The assault didn’t goal grid operations however may have
Consultants say the obvious monetary motivation leads them to imagine the attackers weren’t concentrating on grid operations. “These unhealthy guys have been searching for compute units that they might use to do pc internet-related varieties of extortion,” Thomas Tansy, CEO of DER Safety, tells CSO. “From that standpoint, the truth that they hijacked a contact could be no completely different than unhealthy guys hijacking industrial cameras, house routers, or different units which are related to the web. The intent of the assault was to not compromise the ability grid. It was to extort cash.”
However, if the hackers have been motivated to disrupt the ability grid, they might have exploited these unpatched units for extra malevolent functions, Tansy says. “May an adversary pivot and say, ‘We’re now not concerned with extorting folks immediately, we’re concerned with interrupting energy on the grid?’ Certain. If that they had the experience to try this, the truth that they’re contained in the system offers them the chance. After all, they’d need to have the abilities and the know-how to drag off, however at that time, the barbarians are contained in the gates.”
Entry to monitoring programs will grant some stage of entry to the precise photovoltaic set up, Willem Westerhof, group supervisor at Secura, tells CSO. “You successfully have native community entry. You would strive, as an alternative of doing what they did, you possibly can attempt to leverage that entry to assault something that’s in the identical community.”
Attackers may acquire entry to a central management system
Such networks usually have a central management system, which, if infiltrated may permit attackers to take over greater than a single photo voltaic park. “Based mostly on what I’ve seen, this particular monitoring gear additionally has the choice to, for instance, shut down the photovoltaic set up,” Westerhof says. “So, you possibly can shut down and begin up a photo voltaic park this fashion. I don’t assume the grid will get utterly shut down, given the size of the assault and obtainable countermeasures, nevertheless it’ll in all probability make some folks answerable for grid balancing very nervous in case you begin shutting these down or repeatedly biking them on and off.”

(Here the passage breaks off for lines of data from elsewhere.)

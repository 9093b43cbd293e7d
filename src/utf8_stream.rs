//! Incremental UTF-8 decoding over arbitrarily chunked byte input.
//!
//! Chunk boundaries can fall anywhere, including inside a multi-byte
//! codepoint; [`Utf8Decoder`] buffers the incomplete trailing bytes so the
//! concatenation of its outputs always equals the decoding of the whole byte
//! stream, however it was split.

use bytes::BytesMut;
use bytes_utils::Str;
use core::pin::Pin;
use core::str::Utf8Error;
use core::task::ready;
use futures_core::stream::Stream;
use futures_core::task::{Context, Poll};
use pin_project_lite::pin_project;

pub use crate::errors::Utf8StreamError;

/// Stateful incremental UTF-8 codec.
#[derive(Debug, Default)]
pub struct Utf8Decoder {
    pending: BytesMut,
}

impl Utf8Decoder {
    pub fn new() -> Self {
        Self::default()
    }

    /// Decode one chunk, buffering a trailing incomplete codepoint for the
    /// next call. With `last = true` the buffer must come out empty: bytes
    /// that still do not form a complete codepoint are a decode error, as is
    /// any outright invalid sequence at any point.
    pub fn decode(&mut self, chunk: &[u8], last: bool) -> Result<Str, Utf8Error> {
        self.pending.extend_from_slice(chunk);

        match str::from_utf8(&self.pending) {
            Ok(_) => {
                let text = self.pending.split().freeze();
                // Safety: we just checked the buffer is valid utf8
                Ok(unsafe { Str::from_inner_unchecked(text) })
            }
            Err(e) => {
                // error_len() is None for a sequence that is merely cut off
                // at the end of the buffer; that only stays recoverable while
                // more input can arrive
                if e.error_len().is_some() || last {
                    Err(e)
                } else {
                    let valid = self.pending.split_to(e.valid_up_to()).freeze();
                    // Safety: split at the validated prefix boundary
                    Ok(unsafe { Str::from_inner_unchecked(valid) })
                }
            }
        }
    }
}

pin_project! {
    /// [`Stream`] adapter validating a byte stream into UTF-8 [`Str`]s via
    /// [`Utf8Decoder`].
    #[derive(Debug)]
    pub struct Utf8Stream<S> {
        #[pin]
        stream: S,
        decoder: Utf8Decoder,
        done: bool,
    }
}

impl<S> Utf8Stream<S> {
    pub fn new(stream: S) -> Self {
        Self {
            stream,
            decoder: Utf8Decoder::new(),
            done: false,
        }
    }
}

impl<S, E, B> Stream for Utf8Stream<S>
where
    S: Stream<Item = Result<B, E>>,
    B: AsRef<[u8]>,
{
    type Item = Result<Str, Utf8StreamError<E>>;

    fn poll_next(self: Pin<&mut Self>, cx: &mut Context) -> Poll<Option<Self::Item>> {
        let this = self.project();

        if *this.done {
            return Poll::Ready(None);
        }

        match ready!(this.stream.poll_next(cx)) {
            Some(Ok(bytes)) => match this.decoder.decode(bytes.as_ref(), false) {
                Ok(text) => Poll::Ready(Some(Ok(text))),
                Err(e) => {
                    // mid-codepoint corruption is not recoverable
                    *this.done = true;
                    Poll::Ready(Some(Err(Utf8StreamError::Utf8Error(e))))
                }
            },
            Some(Err(err)) => Poll::Ready(Some(Err(Utf8StreamError::Transport(err)))),
            None => {
                *this.done = true;
                match this.decoder.decode(&[], true) {
                    Ok(text) if text.is_empty() => Poll::Ready(None),
                    Ok(text) => Poll::Ready(Some(Ok(text))),
                    Err(e) => Poll::Ready(Some(Err(Utf8StreamError::Utf8Error(e)))),
                }
            }
        }
    }
}

#[cfg(test)]
#[cfg(feature = "std")]
mod tests {
    use super::*;
    use bytes::Bytes;
    use futures::prelude::*;

    #[test]
    fn chunk_boundary_invariance() {
        // "aé👍z" covers 1-, 2- and 4-byte codepoints
        let input = "a\u{e9}\u{1F44D}z".as_bytes();

        for split in 0..=input.len() {
            let (head, tail) = input.split_at(split);
            let mut decoder = Utf8Decoder::new();
            let mut out = String::new();
            out.push_str(&decoder.decode(head, false).unwrap());
            out.push_str(&decoder.decode(tail, true).unwrap());
            assert_eq!(out, "a\u{e9}\u{1F44D}z", "split at byte {split}");
        }
    }

    #[test]
    fn one_byte_at_a_time() {
        let input = "\u{1F431}\u{1F431}".as_bytes();
        let mut decoder = Utf8Decoder::new();
        let mut out = String::new();
        for &b in input {
            out.push_str(&decoder.decode(&[b], false).unwrap());
        }
        out.push_str(&decoder.decode(&[], true).unwrap());
        assert_eq!(out, "\u{1F431}\u{1F431}");
    }

    #[test]
    fn incomplete_sequence_at_end_is_an_error() {
        let mut decoder = Utf8Decoder::new();
        assert_eq!(decoder.decode(&[240, 159], false).unwrap(), Str::from(""));
        assert!(decoder.decode(&[], true).is_err());
    }

    #[test]
    fn invalid_byte_fails_immediately() {
        let mut decoder = Utf8Decoder::new();
        assert!(decoder.decode(&[b'h', b'i', 0xFF], false).is_err());
    }

    #[tokio::test]
    async fn valid_streams() {
        assert_eq!(
            Utf8Stream::new(futures::stream::iter(vec![Ok::<_, ()>(Bytes::from(
                "Hello, world!"
            ))]))
            .try_collect::<Vec<_>>()
            .await
            .unwrap(),
            vec![Str::from("Hello, world!")]
        );

        assert_eq!(
            Utf8Stream::new(futures::stream::iter(vec![
                Ok::<_, ()>(Bytes::from("Hello")),
                Ok::<_, ()>(Bytes::from(", world!"))
            ]))
            .try_collect::<Vec<_>>()
            .await
            .unwrap(),
            vec![Str::from("Hello"), Str::from(", world!")]
        );

        // Emoji split across two chunks: the first chunk decodes to nothing,
        // the second completes the codepoint
        assert_eq!(
            Utf8Stream::new(futures::stream::iter(vec![
                Ok::<_, ()>(Bytes::from(vec![240, 159])),
                Ok::<_, ()>(Bytes::from(vec![145, 141]))
            ]))
            .try_collect::<Vec<_>>()
            .await
            .unwrap(),
            vec![Str::from(""), Str::from("\u{1F44D}")]
        );

        assert_eq!(
            Utf8Stream::new(futures::stream::iter(vec![
                Ok::<_, ()>(Bytes::from("Hello ")),
                Ok::<_, ()>(Bytes::from(vec![240, 159])),
                Ok::<_, ()>(Bytes::from(vec![145, 141])),
                Ok::<_, ()>(Bytes::from(" world!"))
            ]))
            .try_collect::<Vec<_>>()
            .await
            .unwrap(),
            vec![
                Str::from("Hello "),
                Str::from(""),
                Str::from("\u{1F44D}"),
                Str::from(" world!")
            ]
        );
    }

    #[tokio::test]
    async fn incomplete_at_stream_end() {
        let results = Utf8Stream::new(futures::stream::iter(vec![Ok::<_, ()>(Bytes::from(
            vec![240, 159],
        ))]))
        .collect::<Vec<_>>()
        .await;
        assert_eq!(results.len(), 2);
        assert_eq!(results[0], Ok(Str::from("")));
        assert!(matches!(results[1], Err(Utf8StreamError::Utf8Error(_))));
    }

    #[tokio::test]
    async fn invalid_byte_mid_stream_terminates() {
        let results = Utf8Stream::new(futures::stream::iter(vec![
            Ok::<_, ()>(Bytes::from("Hello ")),
            Ok::<_, ()>(Bytes::from(vec![0xFF])),
            Ok::<_, ()>(Bytes::from("world")),
        ]))
        .collect::<Vec<_>>()
        .await;
        assert_eq!(results.len(), 2);
        assert_eq!(results[0], Ok(Str::from("Hello ")));
        assert!(matches!(results[1], Err(Utf8StreamError::Utf8Error(_))));
    }

    #[tokio::test]
    async fn transport_errors_do_not_terminate() {
        let results = Utf8Stream::new(futures::stream::iter(vec![
            Ok::<_, &str>(Bytes::from("Hello")),
            Err("transport error"),
            Ok::<_, &str>(Bytes::from("world")),
        ]))
        .collect::<Vec<_>>()
        .await;
        assert_eq!(results.len(), 3);
        assert_eq!(results[0], Ok(Str::from("Hello")));
        assert!(matches!(
            results[1],
            Err(Utf8StreamError::Transport("transport error"))
        ));
        assert_eq!(results[2], Ok(Str::from("world")));
    }
}
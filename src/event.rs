//! Decoded event types, based primarily off <https://html.spec.whatwg.org/multipage/server-sent-events.html>
//! for SSE and <https://jsonlines.org/> for JSON Lines

use core::time::Duration;

use bytes_utils::Str;

/// One Server-Sent Event, as emitted by an SSE stream.
///
/// `data` is the `\n`-joined concatenation of every `data:` field seen since
/// the previous event boundary. `id` is the last event ID string, which
/// persists across events until the server overwrites it (empty = never set).
#[derive(Debug, Clone, PartialEq, Eq, PartialOrd, Ord)]
#[cfg_attr(feature = "serde", derive(serde::Serialize, serde::Deserialize))]
pub struct Event {
    pub event: Str,
    pub data: Str,
    pub id: Str,
    pub retry: Option<Duration>,
}

/// One line of a JSON Lines stream, line terminator stripped.
///
/// Framing only: `raw` is not parsed, let alone validated, as JSON. That
/// happens downstream, e.g. in [`JsonStream`][crate::json_stream::JsonStream].
#[derive(Debug, Clone, PartialEq, Eq, PartialOrd, Ord)]
#[cfg_attr(feature = "serde", derive(serde::Serialize, serde::Deserialize))]
pub struct JsonlEvent {
    pub raw: Str,
}

impl JsonlEvent {
    pub fn as_str(&self) -> &str {
        &self.raw
    }
}

/// Event from a runtime-selected decoder, see [`AnyDecoder`][crate::decoder::AnyDecoder]
#[derive(Debug, Clone, PartialEq, Eq)]
#[cfg_attr(feature = "serde", derive(serde::Serialize, serde::Deserialize))]
pub enum AnyEvent {
    Sse(Event),
    Jsonl(JsonlEvent),
}

/// The textual payload of a decoded event.
///
/// This is the seam shared by the terminal-sentinel check on the stream
/// adapters and by the typed JSON layer: for SSE it is the joined `data`,
/// for JSON Lines the whole line.
pub trait Payload {
    fn payload(&self) -> &str;
}

impl Payload for Event {
    fn payload(&self) -> &str {
        &self.data
    }
}

impl Payload for JsonlEvent {
    fn payload(&self) -> &str {
        &self.raw
    }
}

impl Payload for AnyEvent {
    fn payload(&self) -> &str {
        match self {
            AnyEvent::Sse(event) => event.payload(),
            AnyEvent::Jsonl(event) => event.payload(),
        }
    }
}

/// Does this event's payload match the configured terminal sentinel exactly?
pub(crate) fn is_terminal<Ev: Payload>(event: &Ev, terminator: Option<&Str>) -> bool {
    match terminator {
        Some(sentinel) => {
            let sentinel: &str = sentinel;
            event.payload() == sentinel
        }
        None => false,
    }
}
//! UTF-8 agnostic line scanning for SSE and JSON Lines framing

use core::str::Utf8Error;

use bytes::{Buf, Bytes, BytesMut};
use bytes_utils::Str;

use crate::constants::{CR, LF};

/// A full physical line from an SSE stream, split but not yet UTF-8 validated.
/// You probably want to [`validate`][RawEventLine::validate] these into [`ValidatedEventLine`]s.
#[derive(Debug, Clone)]
pub enum RawEventLine {
    Comment,
    Empty,
    Field {
        field_name: Bytes,
        field_value: Option<Bytes>,
    },
}

/// Valid field names according to [html.spec.whatwg.org](https://html.spec.whatwg.org/multipage/server-sent-events.html#event-stream-interpretation),
/// anything else lands in [`FieldName::Ignored`]
#[derive(Debug, Clone, Copy)]
pub enum FieldName {
    Event,
    Data,
    Id,
    Retry,
    Ignored,
}

/// Completely parsed SSE event line
#[derive(Debug, Clone)]
pub enum ValidatedEventLine {
    Comment,
    Empty,
    Field {
        field_name: FieldName,
        field_value: Option<Str>,
    },
}

pub(crate) fn validate_bytes(val: Bytes) -> Result<Str, Utf8Error> {
    match str::from_utf8(val.as_ref()) {
        Ok(_) => Ok(unsafe { Str::from_inner_unchecked(val) }),
        Err(e) => Err(e),
    }
}

impl RawEventLine {
    pub fn validate(self) -> Result<ValidatedEventLine, Utf8Error> {
        match self {
            RawEventLine::Comment => Ok(ValidatedEventLine::Comment),
            RawEventLine::Empty => Ok(ValidatedEventLine::Empty),
            RawEventLine::Field {
                field_name,
                field_value,
            } => {
                let field_name = match field_name.as_ref() {
                    b"event" => FieldName::Event,
                    b"data" => FieldName::Data,
                    b"id" => FieldName::Id,
                    b"retry" => FieldName::Retry,
                    _ => FieldName::Ignored,
                };

                let field_value = match field_value {
                    Some(b) => Some(validate_bytes(b)?),
                    None => None,
                };

                Ok(ValidatedEventLine::Field {
                    field_name,
                    field_value,
                })
            }
        }
    }
}

/// Finds the next SSE EOL in `bytes`. Returns `(line_end, rem_start)` where
/// `line_end` is the non-inclusive end of the line and `rem_start` the
/// inclusive start of the remainder. Returns [`None`] if no EOL is present,
/// which includes a slice ending in a lone CR: more data is needed to tell a
/// bare CR apart from the first half of a CRLF.
fn find_eol(bytes: &[u8]) -> Option<(usize, usize)> {
    let first_match = memchr::memchr2(CR, LF, bytes)?;

    match bytes[first_match] {
        LF => Some((first_match, first_match + 1)),
        CR => {
            if first_match + 1 >= bytes.len() {
                return None;
            }
            if bytes[first_match + 1] == LF {
                Some((first_match, first_match + 2))
            } else {
                Some((first_match, first_match + 1))
            }
        }
        _ => unreachable!(),
    }
}

/// Splits an already line-bounded slice of bytes into a [`RawEventLine`] per
/// the SSE field rules: `:` at position 0 is a comment, the value starts
/// after the first `:` with exactly one leading space stripped.
pub(crate) fn classify_line(line: Bytes) -> RawEventLine {
    if line.is_empty() {
        return RawEventLine::Empty;
    }

    match memchr::memchr(b':', &line) {
        Some(0) => RawEventLine::Comment,
        Some(colon_pos) => {
            let value_start = if line.get(colon_pos + 1) == Some(&b' ') {
                colon_pos + 2
            } else {
                colon_pos + 1
            };
            RawEventLine::Field {
                field_name: line.slice(..colon_pos),
                field_value: Some(line.slice(value_start..)),
            }
        }
        None => RawEventLine::Field {
            field_name: line,
            field_value: None,
        },
    }
}

/// Reads the next [`RawEventLine`] from the buffer, then advances the buffer
/// past the corresponding EOL. Returns [`None`] if the buffer holds no
/// complete line, including when it ends in a lone CR (see [`find_eol`]).
pub fn parse_line_from_buffer(buffer: &mut BytesMut) -> Option<RawEventLine> {
    let (line_end, rem_start) = find_eol(buffer)?;

    let line = buffer.split_to(line_end).freeze();
    buffer.advance(rem_start - line_end);

    Some(classify_line(line))
}

/// Splits the next `\n`-terminated JSON Lines record out of the buffer,
/// stripping the terminator and one trailing `\r` (CRLF tolerance per
/// <https://jsonlines.org/>). Returns [`None`] until a `\n` arrives.
pub fn split_line(buffer: &mut BytesMut) -> Option<Bytes> {
    let lf = memchr::memchr(LF, buffer)?;

    let mut line = buffer.split_to(lf).freeze();
    buffer.advance(1);

    if line.last() == Some(&CR) {
        line.truncate(line.len() - 1);
    }
    Some(line)
}

/// Strips one trailing `\r` from an unterminated final JSON Lines record.
pub(crate) fn trim_trailing_cr(mut line: Bytes) -> Bytes {
    if line.last() == Some(&CR) {
        line.truncate(line.len() - 1);
    }
    line
}
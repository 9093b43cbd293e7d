use bytes_utils::Str;

pub(crate) const LF: u8 = b'\n';
pub(crate) const CR: u8 = b'\r';

// bom = %xFEFF ; U+FEFF BYTE ORDER MARK
pub(crate) const BOM: &[u8] = "\u{FEFF}".as_bytes();

pub(crate) const EMPTY_STR: Str = Str::from_static("");
pub(crate) const MESSAGE_STR: Str = Str::from_static("message");
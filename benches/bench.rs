use std::hint::black_box;

use bytes::BytesMut;
use criterion::{BatchSize, BenchmarkId, Criterion, criterion_group, criterion_main};

use crate::{
    consts::{
        COMMENT_LINE, DATA_LINE, EMPTY_LINE, EVENT_LINE, ID_LINE, NO_SPACE_LINE, NO_VALUE_LINE,
        generate_delta_corpus, generate_jsonl_corpus, generate_sse_corpus,
    },
    event_stream::{
        load_chunks, load_line_aligned_chunks, run_blocking_sse, run_jsonl, run_sse,
        run_sse_with_terminator,
    },
};


fn bench_parse_line(c: &mut Criterion) {
    let mut group = c.benchmark_group("parse_line");

    let lines: &[(&str, &[u8])] = &[
        ("data_field", DATA_LINE),
        ("comment", COMMENT_LINE),
        ("event_field", EVENT_LINE),
        ("id_field", ID_LINE),
        ("empty_line", EMPTY_LINE),
        ("no_value", NO_VALUE_LINE),
        ("no_space", NO_SPACE_LINE),
    ];

    for &(name, line) in lines {
        group.bench_with_input(BenchmarkId::new("sse_line", name), line, |b, input| {
            b.iter_batched(
                || BytesMut::from(input),
                |mut buffer| black_box(evstream::parser::parse_line_from_buffer(&mut buffer)),
                BatchSize::SmallInput,
            );
        });
    }

    group.bench_function("jsonl_line", |b| {
        b.iter_batched(
            || BytesMut::from(&b"{\"seq\":1,\"msg\":\"log line\"}\n"[..]),
            |mut buffer| black_box(evstream::parser::split_line(&mut buffer)),
            BatchSize::SmallInput,
        );
    });

    group.finish();
}

fn bench_event_stream(c: &mut Criterion) {
    let sse_raw = generate_sse_corpus(128);
    let delta_raw = generate_delta_corpus(128);
    let jsonl_raw = generate_jsonl_corpus(512);

    let mut group = c.benchmark_group("event_stream");

    for (name, alignment, chunks) in [
        ("sse_mixed", "unaligned", load_chunks(&sse_raw)),
        ("sse_mixed", "line-aligned", load_line_aligned_chunks(&sse_raw)),
        ("ai_deltas", "unaligned", load_chunks(&delta_raw)),
        (
            "ai_deltas",
            "line-aligned",
            load_line_aligned_chunks(&delta_raw),
        ),
    ] {
        let name = format!("{name}_{alignment}");
        group.bench_with_input(BenchmarkId::new("stream", &name), &chunks, |b, chunks| {
            b.iter(|| run_sse(chunks));
        });

        group.bench_with_input(BenchmarkId::new("blocking", &name), &chunks, |b, chunks| {
            b.iter(|| run_blocking_sse(chunks));
        });
    }

    let delta_chunks = load_chunks(&delta_raw);
    group.bench_with_input(
        BenchmarkId::new("stream", "ai_deltas_terminated"),
        &delta_chunks,
        |b, chunks| {
            b.iter(|| run_sse_with_terminator(chunks));
        },
    );

    for (name, chunks) in [
        ("jsonl_unaligned", load_chunks(&jsonl_raw)),
        ("jsonl_line-aligned", load_line_aligned_chunks(&jsonl_raw)),
    ] {
        group.bench_with_input(BenchmarkId::new("stream", name), &chunks, |b, chunks| {
            b.iter(|| run_jsonl(chunks));
        });
    }

    group.finish();
}

criterion_group!(benches, bench_parse_line, bench_event_stream);
criterion_main!(benches);
//! [`Error`][core::error::Error] implementations used across the crate

use core::{
    fmt::{Display, Formatter},
    str::Utf8Error,
};

use bytes_utils::Str;

macro_rules! impl_samey_error {
    ($vis:vis enum $name:ident) => {
        #[derive(Debug, PartialEq)]
        $vis enum $name<E> {
            /// Something went wrong with the underlying stream
            Transport(E),
            /// The stream had invalid utf8
            Utf8Error(Utf8Error),
        }

        impl<E> From<Utf8Error> for $name<E> {
            fn from(value: Utf8Error) -> Self {
                Self::Utf8Error(value)
            }
        }

        impl<E> Display for $name<E>
        where
            E: Display,
        {
            fn fmt(&self, f: &mut Formatter<'_>) -> core::fmt::Result {
                match self {
                    $name::Transport(e) => e.fmt(f),
                    $name::Utf8Error(e) => e.fmt(f),
                }
            }
        }

        impl<E> core::error::Error for $name<E> where E: core::error::Error {}
    };
}

impl_samey_error!(pub enum EventStreamError);
impl_samey_error!(pub enum Utf8StreamError);

/// The declared content type maps to no known decoder.
///
/// Returned by [`AnyDecoder::for_content_type`][crate::decoder::AnyDecoder::for_content_type].
/// Decoder selection fails fast rather than guessing a framing.
#[derive(Debug, Clone, PartialEq, Eq)]
pub struct UnsupportedContentType {
    content_type: Str,
}

impl UnsupportedContentType {
    pub(crate) fn new(content_type: impl Into<Str>) -> Self {
        Self {
            content_type: content_type.into(),
        }
    }

    /// The content type as it was declared, parameters included
    pub fn content_type(&self) -> &Str {
        &self.content_type
    }
}

impl Display for UnsupportedContentType {
    fn fmt(&self, f: &mut Formatter<'_>) -> core::fmt::Result {
        write!(f, "unsupported content type: {}", self.content_type)
    }
}

impl core::error::Error for UnsupportedContentType {}
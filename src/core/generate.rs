//! Purpose: Regenerate `<name>.mpk` fixtures from their `<name>.json` siblings.
//! Exports: `GenerateStatus`, `GenerateReport`, `generate_fixture`, `generate_corpus`.
//! Role: Keeps the binary half of each fixture pair in sync with its JSON source.
//! Invariants: Fixtures are written to `<name>.mpk.copy` and renamed into place.
//! Invariants: Written bytes are re-read and compared before a status is reported.
//! Invariants: A generated fixture that fails to decode is reported, not fatal.
use std::fs;
use std::io;
use std::path::{Path, PathBuf};

use serde::Serialize;
use tracing::{debug, info, warn};

use crate::core::codec;
use crate::core::corpus::{self, MPK_EXTENSION};
use crate::core::error::{Error, ErrorKind};

#[derive(Clone, Debug, Eq, PartialEq, Serialize)]
#[serde(tag = "status", rename_all = "snake_case")]
pub enum GenerateStatus {
    Created,
    Unchanged,
    Updated {
        old_len: usize,
        new_len: usize,
        n_diff: usize,
    },
    Undecodable {
        message: String,
    },
}

#[derive(Clone, Debug, Eq, PartialEq, Serialize)]
pub struct GenerateReport {
    pub json_path: PathBuf,
    pub mpk_path: PathBuf,
    #[serde(flatten)]
    pub status: GenerateStatus,
}

pub fn mpk_path_for(json_path: &Path) -> PathBuf {
    json_path.with_extension(MPK_EXTENSION)
}

pub fn generate_fixture(json_path: &Path) -> Result<GenerateReport, Error> {
    let mpk_path = mpk_path_for(json_path);

    let text = fs::read_to_string(json_path)
        .map_err(|err| Error::from_io(err, "failed to read json fixture", json_path))?;
    let doc: serde_json::Value = serde_json::from_str(&text).map_err(|err| {
        Error::new(ErrorKind::Corrupt)
            .with_message("json fixture is not valid json")
            .with_path(json_path)
            .with_source(err)
    })?;
    let bytes = codec::encode_json(&doc)?;

    let old_bytes = match fs::read(&mpk_path) {
        Ok(old) => Some(old),
        Err(err) if err.kind() == io::ErrorKind::NotFound => None,
        Err(err) => {
            return Err(Error::from_io(err, "failed to read existing fixture", &mpk_path));
        }
    };

    write_replace(&mpk_path, &bytes)?;

    let written = fs::read(&mpk_path)
        .map_err(|err| Error::from_io(err, "failed to re-read fixture", &mpk_path))?;
    if written != bytes {
        return Err(Error::new(ErrorKind::Corrupt)
            .with_message("fixture bytes on disk differ from what was written")
            .with_path(&mpk_path));
    }

    let status = match codec::decode_value(&written) {
        Err(failure) => {
            warn!(path = %mpk_path.display(), error = %failure, "generated fixture does not decode");
            GenerateStatus::Undecodable {
                message: failure.to_string(),
            }
        }
        Ok(_) => compare(old_bytes.as_deref(), &written),
    };
    debug!(path = %mpk_path.display(), ?status, "fixture generated");

    Ok(GenerateReport {
        json_path: json_path.to_path_buf(),
        mpk_path,
        status,
    })
}

pub fn generate_corpus<F>(dir: &Path, mut on_report: F) -> Result<Vec<GenerateReport>, Error>
where
    F: FnMut(&GenerateReport),
{
    info!(dir = %dir.display(), "generating fixtures");
    let mut reports = Vec::new();
    for path in corpus::list_entries(dir)? {
        if !corpus::is_json_fixture(&path) {
            continue;
        }
        let report = generate_fixture(&path)?;
        on_report(&report);
        reports.push(report);
    }
    Ok(reports)
}

fn write_replace(path: &Path, bytes: &[u8]) -> Result<(), Error> {
    let mut staging = path.as_os_str().to_owned();
    staging.push(".copy");
    let staging = PathBuf::from(staging);
    fs::write(&staging, bytes)
        .map_err(|err| Error::from_io(err, "failed to write staging fixture", &staging))?;
    if let Err(err) = fs::rename(&staging, path) {
        let _ = fs::remove_file(&staging);
        return Err(Error::from_io(err, "failed to move fixture into place", path));
    }
    Ok(())
}

fn compare(old: Option<&[u8]>, new: &[u8]) -> GenerateStatus {
    let Some(old) = old else {
        return GenerateStatus::Created;
    };
    if old == new {
        return GenerateStatus::Unchanged;
    }
    // Only the common prefix is compared byte for byte; length changes show in the lens.
    let n_diff = old.iter().zip(new).filter(|(a, b)| a != b).count();
    GenerateStatus::Updated {
        old_len: old.len(),
        new_len: new.len(),
        n_diff,
    }
}

#[cfg(test)]
mod tests {
    use super::{
        GenerateStatus, compare, generate_corpus, generate_fixture, mpk_path_for, write_replace,
    };
    use crate::core::check::check_corpus;
    use crate::core::error::ErrorKind;
    use std::fs;
    use std::path::Path;

    #[test]
    fn mpk_path_replaces_extension() {
        assert_eq!(
            mpk_path_for(Path::new("data/patch1.json")),
            Path::new("data/patch1.mpk")
        );
    }

    #[test]
    fn compare_classifies_changes() {
        assert_eq!(compare(None, &[1]), GenerateStatus::Created);
        assert_eq!(compare(Some(&[1u8, 2][..]), &[1, 2]), GenerateStatus::Unchanged);
        assert_eq!(
            compare(Some(&[1u8, 2, 3][..]), &[1, 9]),
            GenerateStatus::Updated {
                old_len: 3,
                new_len: 2,
                n_diff: 1,
            }
        );
    }

    #[test]
    fn created_then_unchanged_then_updated() {
        let temp = tempfile::tempdir().expect("tempdir");
        let json = temp.path().join("change1.json");
        fs::write(&json, r#"{"actor": "a1", "seq": 1}"#).expect("write");

        let first = generate_fixture(&json).expect("generate");
        assert_eq!(first.status, GenerateStatus::Created);
        assert_eq!(first.mpk_path, temp.path().join("change1.mpk"));
        assert!(!temp.path().join("change1.mpk.copy").exists());

        let second = generate_fixture(&json).expect("generate");
        assert_eq!(second.status, GenerateStatus::Unchanged);

        fs::write(&json, r#"{"actor": "a1", "seq": 2}"#).expect("write");
        let third = generate_fixture(&json).expect("generate");
        assert_eq!(
            third.status,
            GenerateStatus::Updated {
                old_len: 15,
                new_len: 15,
                n_diff: 1,
            }
        );
    }

    #[test]
    fn failed_rename_leaves_no_staging_file() {
        let temp = tempfile::tempdir().expect("tempdir");
        // A non-empty directory cannot be replaced by a file.
        let target = temp.path().join("patch1.mpk");
        fs::create_dir(&target).expect("mkdir");
        fs::write(target.join("keep"), b"x").expect("write");

        let err = write_replace(&target, &[0xc0]).unwrap_err();
        assert_eq!(err.path(), Some(target.as_path()));
        assert!(!temp.path().join("patch1.mpk.copy").exists());
        assert!(target.join("keep").exists());
    }

    #[test]
    fn malformed_json_is_corrupt() {
        let temp = tempfile::tempdir().expect("tempdir");
        let json = temp.path().join("patch1.json");
        fs::write(&json, "{\"diffs\": [").expect("write");

        let err = generate_fixture(&json).unwrap_err();
        assert_eq!(err.kind(), ErrorKind::Corrupt);
        assert_eq!(err.path(), Some(json.as_path()));
        assert!(!temp.path().join("patch1.mpk").exists());
    }

    #[test]
    fn generated_corpus_passes_check() {
        let temp = tempfile::tempdir().expect("tempdir");
        fs::write(temp.path().join("patch1.json"), r#"{"clock": {"a": 2}, "diffs": []}"#)
            .expect("write");
        fs::write(temp.path().join("patch2.json"), r#"[1, -2, 3.5, "x", null, true]"#)
            .expect("write");
        fs::write(temp.path().join("notes.txt.mpk"), [0xc0]).expect("write");

        let mut seen = 0;
        let reports = generate_corpus(temp.path(), |_| seen += 1).expect("generate");
        assert_eq!(reports.len(), 2);
        assert_eq!(seen, 2);
        assert!(reports.iter().all(|r| r.status == GenerateStatus::Created));

        let outcome = check_corpus(temp.path(), |_| {}).expect("check");
        assert_eq!(outcome.read, 3);
        assert!(outcome.is_clean());
    }
}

Nonetheless, grid-scale photo voltaic installations, corresponding to people who utilities more and more use to gasoline their energy provide, possible have enough protections constructed into their networks to thwart this type of assault.
Necessary security safeguards corresponding to “NERC-CIP begins to use relying on how large it’s and the way impactful the set up is,” Andrew Ginter, VP of commercial security at Waterfall Safety Methods, tells CSO. “And also you are likely to see extra rigorous cybersecurity being utilized simply because it makes good enterprise sense. You probably have a dozen photo voltaic farms, every of which is producing 300 megawatts of energy, a utility is monitoring these issues.”